In-plane anisotropic magnetoresistance in antiferromagnetic Ba(Fe$_{1-x}$Co$_x$)$_2$As$_2$, (Ba$_{1-x}$K$_x$)Fe$_2$As$_2$ and Ba(Fe$_{1-x}$Ru$_x$)$_2$As$_2$

TL;DR

This study uses the Kubo-Greenwood formalism to explain the in-plane resistivity anisotropy in antiferromagnetic iron pnictides, emphasizing the role of band structure and three-dimensional electronic effects without needing impurity or spin fluctuation considerations.

Contribution

It demonstrates that resistivity anisotropy arises mainly from anisotropic magnetoresistance linked to the electronic band structure, highlighting the importance of three-dimensional effects in these materials.

Findings

Good agreement with experimental resistivity anisotropy data

Resistivity anisotropy primarily caused by anisotropic magnetoresistance

Sign of anisotropy is due to band structure, not fundamental property

Abstract

Using the Kubo-Greenwood formalism the resistivity anisotropy for electron doped Ba(Fe$_{1-x}$Co$_x$)$_2$As$_2$, hole doped (Ba$_{1-x}$K$_x$)Fe$_2$As$_2$ and isovalently doped Ba(Fe$_{1-x}$Ru$_x$)$_2$As$_2$ in their antiferromagnetic state has been calculated in order to clarify the origin of this important phenomenon.
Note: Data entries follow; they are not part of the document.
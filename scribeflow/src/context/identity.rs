//! Run and session identity.

use serde::{Deserialize, Serialize};
use std::fmt;
use uuid::Uuid;

/// Identifies a persisted session by (app, user, session).
#[derive(Debug, Clone, PartialEq, Eq, Hash, Serialize, Deserialize)]
pub struct SessionKey {
    /// Application name.
    pub app_name: String,
    /// User ID.
    pub user_id: String,
    /// Session ID.
    pub session_id: String,
}

impl SessionKey {
    /// Creates a new session key.
    #[must_use]
    pub fn new(
        app_name: impl Into<String>,
        user_id: impl Into<String>,
        session_id: impl Into<String>,
    ) -> Self {
        Self {
            app_name: app_name.into(),
            user_id: user_id.into(),
            session_id: session_id.into(),
        }
    }
}

impl fmt::Display for SessionKey {
    fn fmt(&self, f: &mut fmt::Formatter<'_>) -> fmt::Result {
        write!(f, "{}/{}/{}", self.app_name, self.user_id, self.session_id)
    }
}

/// Identifies a single pipeline run.
#[derive(Debug, Clone, Serialize, Deserialize)]
pub struct RunIdentity {
    /// The unique ID for this pipeline run.
    pub pipeline_run_id: Uuid,

    /// The session the run belongs to, if any.
    #[serde(skip_serializing_if = "Option::is_none")]
    pub session: Option<SessionKey>,
}

impl Default for RunIdentity {
    fn default() -> Self {
        Self::new()
    }
}

impl RunIdentity {
    /// Creates a new run identity with a generated pipeline run ID.
    #[must_use]
    pub fn new() -> Self {
        Self {
            pipeline_run_id: Uuid::new_v4(),
            session: None,
        }
    }

    /// Attaches the run to a session.
    #[must_use]
    pub fn with_session(mut self, session: SessionKey) -> Self {
        self.session = Some(session);
        self
    }
}
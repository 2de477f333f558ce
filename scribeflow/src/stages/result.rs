//! Per-stage run records.

use crate::core::{StageOutput, StageStatus};
use chrono::{DateTime, Utc};
use serde::{Deserialize, Serialize};

/// What happened when the runner executed one stage.
#[derive(Debug, Clone, Serialize, Deserialize)]
pub struct StageResult {
    /// Stage name.
    pub name: String,
    /// The field the stage is declared to write.
    pub output_key: String,
    /// Stage status.
    pub status: StageStatus,
    /// Whether the output field was written.
    pub wrote_output: bool,
    /// Declared inputs that were absent when the stage started.
    #[serde(default, skip_serializing_if = "Vec::is_empty")]
    pub missing_inputs: Vec<String>,
    /// When the stage started.
    pub started_at: DateTime<Utc>,
    /// When the stage ended.
    pub ended_at: DateTime<Utc>,
    /// Error message if failed.
    #[serde(skip_serializing_if = "Option::is_none")]
    pub error: Option<String>,
}

impl StageResult {
    /// Builds a record from a finished stage output.
    #[must_use]
    pub fn from_output(
        name: impl Into<String>,
        output_key: impl Into<String>,
        output: &StageOutput,
        missing_inputs: Vec<String>,
        started_at: DateTime<Utc>,
    ) -> Self {
        Self {
            name: name.into(),
            output_key: output_key.into(),
            status: output.status,
            wrote_output: output.has_value(),
            missing_inputs,
            started_at,
            ended_at: Utc::now(),
            error: output.error.clone(),
        }
    }

    /// Returns the duration in milliseconds.
    #[must_use]
    pub fn duration_ms(&self) -> i64 {
        (self.ended_at - self.started_at).num_milliseconds()
    }

    /// Returns true if the stage succeeded and wrote its field.
    #[must_use]
    pub fn is_complete(&self) -> bool {
        self.status == StageStatus::Ok && self.wrote_output
    }
}
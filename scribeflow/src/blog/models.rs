//! Blog generator inputs and results.

use crate::pipeline::PipelineRun;
use crate::roadmap::Roadmap;
use serde::{Deserialize, Serialize};
use std::path::PathBuf;

/// One written post.
#[derive(Debug, Clone, PartialEq, Eq, Serialize, Deserialize)]
pub struct BlogPost {
    /// Post title.
    pub title: String,
    /// Markdown body.
    pub content: String,
    /// True when the model did not return the requested JSON and the raw
    /// reply was used as the body, or when the call failed and the body is
    /// empty.
    #[serde(default)]
    pub degraded: bool,
}

/// What to generate.
#[derive(Debug, Clone, PartialEq, Eq, Default)]
pub struct BlogRequest {
    /// Series topic.
    pub topic: String,
    /// Series goal.
    pub goal: String,
    /// Do not plan; only meaningful together with `roadmap_file`.
    pub skip_planning: bool,
    /// Existing roadmap to write from.
    pub roadmap_file: Option<PathBuf>,
}

impl BlogRequest {
    /// Creates a request that plans and writes.
    #[must_use]
    pub fn new(topic: impl Into<String>, goal: impl Into<String>) -> Self {
        Self {
            topic: topic.into(),
            goal: goal.into(),
            ..Self::default()
        }
    }

    /// Writes from a saved roadmap.
    #[must_use]
    pub fn with_roadmap_file(mut self, path: impl Into<PathBuf>) -> Self {
        self.roadmap_file = Some(path.into());
        self
    }

    /// Skips planning.
    #[must_use]
    pub fn skip_planning(mut self, skip: bool) -> Self {
        self.skip_planning = skip;
        self
    }

    /// Returns true if the planning stage should run.
    ///
    /// A roadmap file always counts as planning (it is loaded instead).
    #[must_use]
    pub fn wants_roadmap(&self) -> bool {
        !self.skip_planning || self.roadmap_file.is_some()
    }
}

/// Everything a generation run produced.
#[derive(Debug, Clone)]
pub struct BlogRun {
    /// Effective topic.
    pub topic: String,
    /// Effective goal.
    pub goal: String,
    /// The roadmap the posts were written from.
    pub roadmap: Roadmap,
    /// Posts, in roadmap order.
    pub posts: Vec<BlogPost>,
    /// The underlying pipeline run.
    pub run: PipelineRun,
}

impl BlogRun {
    /// Returns the number of posts whose body is a raw reply.
    #[must_use]
    pub fn degraded_posts(&self) -> usize {
        self.posts.iter().filter(|p| p.degraded).count()
    }
}
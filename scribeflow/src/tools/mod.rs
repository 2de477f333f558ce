//! File tools used by the generators.
//!
//! Writes during a run are best-effort: [`save_to_file`] logs failures and
//! returns a message instead of an error, so a full disk never stops a
//! pipeline. Callers that need the error use [`OutputDir::save`] directly.

mod files;

pub use files::{read_file, save_to_file, OutputDir};
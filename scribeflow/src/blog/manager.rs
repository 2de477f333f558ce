//! Coordinates planning and writing.

use super::{
    BlogPost, BlogRequest, BlogRun, PlanRoadmapStage, WritePostsStage, STATE_GOAL, STATE_POSTS,
    STATE_ROADMAP, STATE_TOPIC,
};
use crate::context::Blackboard;
use crate::errors::ScribeflowError;
use crate::events::EventSink;
use crate::pipeline::{PipelineBuilder, SequentialPipeline};
use crate::providers::LlmProvider;
use crate::roadmap::{load_roadmap, Roadmap};
use crate::tools::OutputDir;
use crate::websearch::WebSearch;
use std::fmt;
use std::sync::Arc;
use tracing::info;

/// Runs the blog generation process.
pub struct BlogManager {
    provider: Arc<dyn LlmProvider>,
    search: Option<Arc<dyn WebSearch>>,
    max_results: usize,
    output: OutputDir,
    event_sink: Option<Arc<dyn EventSink>>,
}

impl fmt::Debug for BlogManager {
    fn fmt(&self, f: &mut fmt::Formatter<'_>) -> fmt::Result {
        f.debug_struct("BlogManager")
            .field("provider", &self.provider.name())
            .field("search", &self.search.is_some())
            .field("output", &self.output)
            .finish_non_exhaustive()
    }
}

impl BlogManager {
    /// Creates a manager writing into `output`.
    #[must_use]
    pub fn new(provider: Arc<dyn LlmProvider>, output: OutputDir) -> Self {
        Self {
            provider,
            search: None,
            max_results: 5,
            output,
            event_sink: None,
        }
    }

    /// Enables web research for planning and writing.
    #[must_use]
    pub fn with_search(mut self, search: Arc<dyn WebSearch>, max_results: usize) -> Self {
        self.search = Some(search);
        self.max_results = max_results;
        self
    }

    /// Publishes pipeline events to `sink`.
    #[must_use]
    pub fn with_event_sink(mut self, sink: Arc<dyn EventSink>) -> Self {
        self.event_sink = Some(sink);
        self
    }

    /// Returns the output directory.
    #[must_use]
    pub fn output(&self) -> &OutputDir {
        &self.output
    }

    fn pipeline(&self, plan: bool) -> Result<SequentialPipeline, ScribeflowError> {
        let mut builder = PipelineBuilder::new("BlogGeneration").seeds([STATE_TOPIC, STATE_GOAL]);

        if plan {
            builder = builder.stage(
                "PlanRoadmap",
                Arc::new(PlanRoadmapStage::new(
                    Arc::clone(&self.provider),
                    self.search.clone(),
                    self.max_results,
                    self.output.clone(),
                )),
                &[STATE_TOPIC, STATE_GOAL],
                STATE_ROADMAP,
            )?;
        } else {
            builder = builder.seed(STATE_ROADMAP);
        }

        builder = builder
            .stage(
                "WritePosts",
                Arc::new(WritePostsStage::new(
                    Arc::clone(&self.provider),
                    self.search.clone(),
                    self.max_results,
                    self.output.clone(),
                )),
                &[STATE_ROADMAP],
                STATE_POSTS,
            )?
            .final_field(STATE_POSTS);

        if let Some(sink) = &self.event_sink {
            builder = builder.event_sink(Arc::clone(sink));
        }

        Ok(builder.build()?)
    }

    /// Plans (or loads) a roadmap and writes every post.
    ///
    /// # Errors
    ///
    /// Returns an error only if a requested roadmap file cannot be read.
    /// Model and write failures are logged and reflected in the result.
    pub async fn run(&self, request: &BlogRequest) -> Result<BlogRun, ScribeflowError> {
        info!("Starting blog generation process");

        let mut topic = request.topic.clone();
        let mut goal = request.goal.clone();
        let mut board = Blackboard::new();

        let plan = match &request.roadmap_file {
            Some(path) => {
                info!(path = %path.display(), "Using existing roadmap file");
                let mut loaded = load_roadmap(path)?;
                if !loaded.topic.is_empty() {
                    topic.clone_from(&loaded.topic);
                }
                if !loaded.goal.is_empty() {
                    goal.clone_from(&loaded.goal);
                }
                loaded.topic.clone_from(&topic);
                loaded.goal.clone_from(&goal);
                board.set(STATE_ROADMAP, serde_json::to_value(&loaded)?);
                false
            }
            None => request.wants_roadmap(),
        };

        board.set(STATE_TOPIC, topic.as_str());
        board.set(STATE_GOAL, goal.as_str());

        let run = self.pipeline(plan)?.run(board).await;

        let roadmap: Roadmap = run.board.get_as(STATE_ROADMAP).unwrap_or_default();
        let posts: Vec<BlogPost> = run.board.get_as(STATE_POSTS).unwrap_or_default();

        info!(posts = posts.len(), "Blog generation process completed");

        Ok(BlogRun {
            topic,
            goal,
            roadmap,
            posts,
            run,
        })
    }
}
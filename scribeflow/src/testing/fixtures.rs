//! Test fixtures for running single stages.

use std::sync::Arc;

use crate::context::{Blackboard, RunIdentity, StageContext};
use crate::core::StageOutput;
use crate::events::{CollectingEventSink, EventSink};
use crate::stages::Stage;

/// Runs one stage against a prepared blackboard, outside any pipeline.
#[derive(Debug)]
pub struct StageHarness {
    board: Blackboard,
    run_id: RunIdentity,
    events: Arc<CollectingEventSink>,
}

impl Default for StageHarness {
    fn default() -> Self {
        Self::new()
    }
}

impl StageHarness {
    /// Creates a harness with an empty blackboard.
    #[must_use]
    pub fn new() -> Self {
        Self::with_board(Blackboard::new())
    }

    /// Creates a harness with a seeded blackboard.
    #[must_use]
    pub fn with_board(board: Blackboard) -> Self {
        Self {
            board,
            run_id: RunIdentity::new(),
            events: Arc::new(CollectingEventSink::new()),
        }
    }

    /// Adds a field to the blackboard.
    #[must_use]
    pub fn with_field(mut self, key: impl Into<String>, value: impl Into<serde_json::Value>) -> Self {
        self.board.set(key, value);
        self
    }

    /// Returns the blackboard.
    #[must_use]
    pub fn board(&self) -> &Blackboard {
        &self.board
    }

    /// Returns the events emitted by stages run through this harness.
    #[must_use]
    pub fn events(&self) -> &CollectingEventSink {
        &self.events
    }

    /// Executes the stage with the given declared inputs.
    pub async fn run(&self, stage: &dyn Stage, inputs: &[&str]) -> StageOutput {
        let declared: Vec<String> = inputs.iter().map(|s| (*s).to_string()).collect();
        let sink: Arc<dyn EventSink> = self.events.clone();
        let ctx = StageContext::new(stage.name(), &declared, &self.board, &self.run_id, sink);
        stage.execute(&ctx).await
    }
}
//! Best-effort JSON extraction from model replies.

use serde::de::DeserializeOwned;

/// A model reply, classified by whether it carried a JSON object.
#[derive(Debug, Clone, PartialEq)]
pub enum AgentReply {
    /// A JSON object was found and parsed.
    Json(serde_json::Value),
    /// No parseable JSON object; the raw text.
    Text(String),
}

impl AgentReply {
    /// Returns true when no JSON could be extracted.
    #[must_use]
    pub fn is_degraded(&self) -> bool {
        matches!(self, Self::Text(_))
    }

    /// Returns the parsed JSON, if any.
    #[must_use]
    pub fn as_json(&self) -> Option<&serde_json::Value> {
        match self {
            Self::Json(value) => Some(value),
            Self::Text(_) => None,
        }
    }

    /// Reads a string field of the JSON object.
    #[must_use]
    pub fn str_field(&self, key: &str) -> Option<&str> {
        self.as_json()?.get(key)?.as_str()
    }

    /// Deserializes the JSON object into `T`.
    #[must_use]
    pub fn parse<T: DeserializeOwned>(&self) -> Option<T> {
        self.as_json()
            .and_then(|value| serde_json::from_value(value.clone()).ok())
    }
}

/// Extracts the span from the first `{` to the last `}` and parses it.
///
/// Anything that does not yield a JSON object falls back to
/// [`AgentReply::Text`] with the untouched reply.
#[must_use]
pub fn extract_json_reply(text: &str) -> AgentReply {
    let span = text
        .find('{')
        .zip(text.rfind('}'))
        .filter(|(start, end)| start < end)
        .map(|(start, end)| &text[start..=end]);

    match span.map(serde_json::from_str::<serde_json::Value>) {
        Some(Ok(value)) if value.is_object() => AgentReply::Json(value),
        _ => AgentReply::Text(text.to_string()),
    }
}

#[cfg(test)]
mod tests {
    use super::*;
    use serde::Deserialize;

    #[test]
    fn test_extracts_embedded_object() {
        let reply = extract_json_reply(
            "Here is the post:\n```json\n{\"title\": \"Intro\", \"content\": \"# Intro\\n{body}\"}\n```",
        );

        assert!(!reply.is_degraded());
        assert_eq!(reply.str_field("title"), Some("Intro"));
        assert_eq!(reply.str_field("content"), Some("# Intro\n{body}"));
    }

    #[test]
    fn test_plain_text_is_degraded() {
        let reply = extract_json_reply("Sorry, I could not do that.");
        assert_eq!(reply, AgentReply::Text("Sorry, I could not do that.".to_string()));
        assert!(reply.is_degraded());
    }

    #[test]
    fn test_invalid_json_keeps_raw_text() {
        let raw = "{not json} trailing";
        assert_eq!(extract_json_reply(raw), AgentReply::Text(raw.to_string()));
        assert!(extract_json_reply("} backwards {").is_degraded());
    }

    #[test]
    fn test_parse_into_type() {
        #[derive(Deserialize)]
        struct Post {
            title: String,
        }

        let reply = extract_json_reply(r#"{"title": "Deep Dive"}"#);
        let post: Post = reply.parse().unwrap();
        assert_eq!(post.title, "Deep Dive");
        assert!(reply.parse::<Vec<u8>>().is_none());
    }
}
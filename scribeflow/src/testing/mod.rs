//! Testing utilities for scribeflow pipelines.
//!
//! This module provides:
//! - Mock stages
//! - A harness for running a single stage
//! - Assertions for stage outputs and pipeline runs

mod assertions;
mod fixtures;
mod mocks;

pub use assertions::{
    assert_field_absent, assert_field_set, assert_output_failed, assert_output_status,
    assert_output_succeeded, assert_output_text,
};
pub use fixtures::StageHarness;
pub use mocks::{FailingStage, MockStage, RecordedExecution, RecordingStage, StaticStage};
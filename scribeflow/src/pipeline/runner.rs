//! Sequential pipeline execution over a blackboard.

use super::{FallbackDocument, StageSpec};
use crate::context::{Blackboard, RunIdentity, StageContext};
use crate::core::StageStatus;
use crate::events::{
    EventSink, PIPELINE_COMPLETED, STAGE_COMPLETED, STAGE_FAILED, STAGE_OUTPUT_MISSING,
    STAGE_STARTED,
};
use crate::observability::SpanTimer;
use crate::stages::StageResult;
use chrono::Utc;
use serde::{Deserialize, Serialize};
use std::sync::Arc;
use tracing::{debug, info, warn};

/// The value a run hands back to its caller.
#[derive(Debug, Clone, PartialEq, Eq, Serialize, Deserialize)]
#[serde(tag = "kind", content = "text", rename_all = "snake_case")]
pub enum FinalOutput {
    /// The final field was written by its stage.
    Produced(String),
    /// The final field was absent; this is the rendered fallback document.
    Fallback(String),
}

impl FinalOutput {
    /// Returns the text.
    #[must_use]
    pub fn text(&self) -> &str {
        match self {
            Self::Produced(text) | Self::Fallback(text) => text,
        }
    }

    /// Consumes the output and returns the text.
    #[must_use]
    pub fn into_text(self) -> String {
        match self {
            Self::Produced(text) | Self::Fallback(text) => text,
        }
    }

    /// Returns true if the fallback document was used.
    #[must_use]
    pub fn is_fallback(&self) -> bool {
        matches!(self, Self::Fallback(_))
    }
}

/// Result of one pipeline run.
#[derive(Debug, Clone)]
pub struct PipelineRun {
    /// The run identity.
    pub run_id: RunIdentity,
    /// The blackboard after the last stage.
    pub board: Blackboard,
    /// The final output.
    pub final_output: FinalOutput,
    /// One record per stage, in execution order.
    pub stages: Vec<StageResult>,
    /// Total duration in milliseconds.
    pub duration_ms: f64,
}

impl PipelineRun {
    /// Returns the final output text.
    #[must_use]
    pub fn final_text(&self) -> &str {
        self.final_output.text()
    }

    /// Returns true if any stage failed or left its output unwritten.
    #[must_use]
    pub fn is_degraded(&self) -> bool {
        self.final_output.is_fallback() || self.stages.iter().any(|s| !s.is_complete())
    }

    /// Returns the names of stages that reported a failure.
    #[must_use]
    pub fn failed_stages(&self) -> Vec<&str> {
        self.stages
            .iter()
            .filter(|s| s.status == StageStatus::Fail)
            .map(|s| s.name.as_str())
            .collect()
    }

    /// Returns the record for a stage.
    #[must_use]
    pub fn stage(&self, name: &str) -> Option<&StageResult> {
        self.stages.iter().find(|s| s.name == name)
    }
}

/// A validated, ordered list of stages sharing one blackboard.
///
/// Built by [`PipelineBuilder`](super::PipelineBuilder). A run never aborts:
/// failed stages and missing outputs are logged, reported as events and
/// recorded, and later stages still execute.
#[derive(Debug, Clone)]
pub struct SequentialPipeline {
    name: String,
    seeds: Vec<String>,
    stages: Vec<StageSpec>,
    final_field: String,
    fallback: FallbackDocument,
    event_sink: Arc<dyn EventSink>,
}

impl SequentialPipeline {
    pub(super) fn new(
        name: String,
        seeds: Vec<String>,
        stages: Vec<StageSpec>,
        final_field: String,
        fallback: FallbackDocument,
        event_sink: Arc<dyn EventSink>,
    ) -> Self {
        Self {
            name,
            seeds,
            stages,
            final_field,
            fallback,
            event_sink,
        }
    }

    /// Returns the pipeline name.
    #[must_use]
    pub fn name(&self) -> &str {
        &self.name
    }

    /// Returns the stage names in execution order.
    #[must_use]
    pub fn stage_names(&self) -> Vec<&str> {
        self.stages.iter().map(|s| s.name.as_str()).collect()
    }

    /// Returns the fields the caller is expected to seed.
    #[must_use]
    pub fn seeds(&self) -> &[String] {
        &self.seeds
    }

    /// Returns the designated final field.
    #[must_use]
    pub fn final_field(&self) -> &str {
        &self.final_field
    }

    /// Returns the fallback template.
    #[must_use]
    pub fn fallback(&self) -> &FallbackDocument {
        &self.fallback
    }

    /// Runs the pipeline on a seeded blackboard.
    pub async fn run(&self, board: Blackboard) -> PipelineRun {
        self.run_with_identity(board, RunIdentity::new()).await
    }

    /// Runs the pipeline with an explicit run identity.
    pub async fn run_with_identity(&self, mut board: Blackboard, run_id: RunIdentity) -> PipelineRun {
        let timer = SpanTimer::start(&self.name);
        let run_label = run_id.pipeline_run_id.to_string();

        for seed in &self.seeds {
            if !board.contains(seed) {
                warn!(pipeline = %self.name, field = %seed, "Seed field not provided");
            }
        }

        info!(
            pipeline = %self.name,
            pipeline_run_id = %run_label,
            stages = self.stages.len(),
            "Pipeline started"
        );

        let mut records = Vec::with_capacity(self.stages.len());

        for spec in &self.stages {
            let record = self.run_stage(spec, &mut board, &run_id).await;
            records.push(record);
        }

        let final_output = match board.get_text(&self.final_field) {
            Some(text) => FinalOutput::Produced(text),
            None => {
                warn!(
                    pipeline = %self.name,
                    field = %self.final_field,
                    "Final field not produced, rendering fallback document"
                );
                FinalOutput::Fallback(self.fallback.render(&board))
            }
        };

        let duration_ms = timer.finish();

        self.event_sink.try_emit(
            PIPELINE_COMPLETED,
            Some(serde_json::json!({
                "pipeline": self.name,
                "pipeline_run_id": run_label,
                "fallback": final_output.is_fallback(),
                "duration_ms": duration_ms,
            })),
        );

        info!(
            pipeline = %self.name,
            duration_ms = duration_ms,
            fallback = final_output.is_fallback(),
            "Pipeline completed"
        );

        PipelineRun {
            run_id,
            board,
            final_output,
            stages: records,
            duration_ms,
        }
    }

    async fn run_stage(
        &self,
        spec: &StageSpec,
        board: &mut Blackboard,
        run_id: &RunIdentity,
    ) -> StageResult {
        let started_at = Utc::now();
        let timer = SpanTimer::start(&spec.name);

        let (output, missing) = {
            let ctx = StageContext::new(
                &spec.name,
                &spec.inputs,
                board,
                run_id,
                Arc::clone(&self.event_sink),
            );

            let missing: Vec<String> = ctx.missing_inputs().into_iter().map(String::from).collect();
            if !missing.is_empty() {
                warn!(
                    stage = %spec.name,
                    missing = ?missing,
                    "Running stage with missing inputs"
                );
            }

            ctx.try_emit_event(
                STAGE_STARTED,
                Some(serde_json::json!({ "output_key": spec.output_key })),
            );
            debug!(stage = %spec.name, "Stage started");

            (spec.runner.execute(&ctx).await, missing)
        };

        let stage_duration_ms = timer.finish();
        let record = StageResult::from_output(
            &spec.name,
            &spec.output_key,
            &output,
            missing,
            started_at,
        );

        let payload = |extra: serde_json::Value| {
            let mut data = serde_json::json!({
                "pipeline_run_id": run_id.pipeline_run_id.to_string(),
                "stage": spec.name,
                "output_key": spec.output_key,
                "duration_ms": stage_duration_ms,
            });
            if let (Some(map), serde_json::Value::Object(extra)) = (data.as_object_mut(), extra) {
                map.extend(extra);
            }
            Some(data)
        };

        if output.status == StageStatus::Fail {
            let error = output.error.clone().unwrap_or_default();
            warn!(stage = %spec.name, error = %error, "Stage failed");
            self.event_sink
                .try_emit(STAGE_FAILED, payload(serde_json::json!({ "error": error })));
        }

        match output.value {
            Some(value) => {
                if board.set(&spec.output_key, value).is_some() {
                    debug!(stage = %spec.name, field = %spec.output_key, "Overwrote field");
                }
                self.event_sink
                    .try_emit(STAGE_COMPLETED, payload(serde_json::json!({})));
                info!(
                    stage = %spec.name,
                    field = %spec.output_key,
                    duration_ms = stage_duration_ms,
                    "Stage completed"
                );
            }
            None => {
                warn!(
                    stage = %spec.name,
                    field = %spec.output_key,
                    status = %output.status,
                    "Stage did not produce its output field"
                );
                self.event_sink.try_emit(
                    STAGE_OUTPUT_MISSING,
                    payload(serde_json::json!({ "status": output.status })),
                );
            }
        }

        record
    }
}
The results show good agreement with experiment for all cases without considering impurity states extending over several unit cells or temperature induced spin fluctuations. From this it is concluded that the resistivity anisotropy at low temperatures is primarily caused by an in-plane anisotropic magnetoresistance. Accounting for the band dispersion with respect to $k_z$ is however mandatory to explain the results, showing the importance of the three-dimensional character of the electronic structure for the iron pnictides. Furthermore, it is shown that the counterintuitive sign of the resistivity anisotropy is no fundamental property but just a peculiarity of the anisotropic band structure.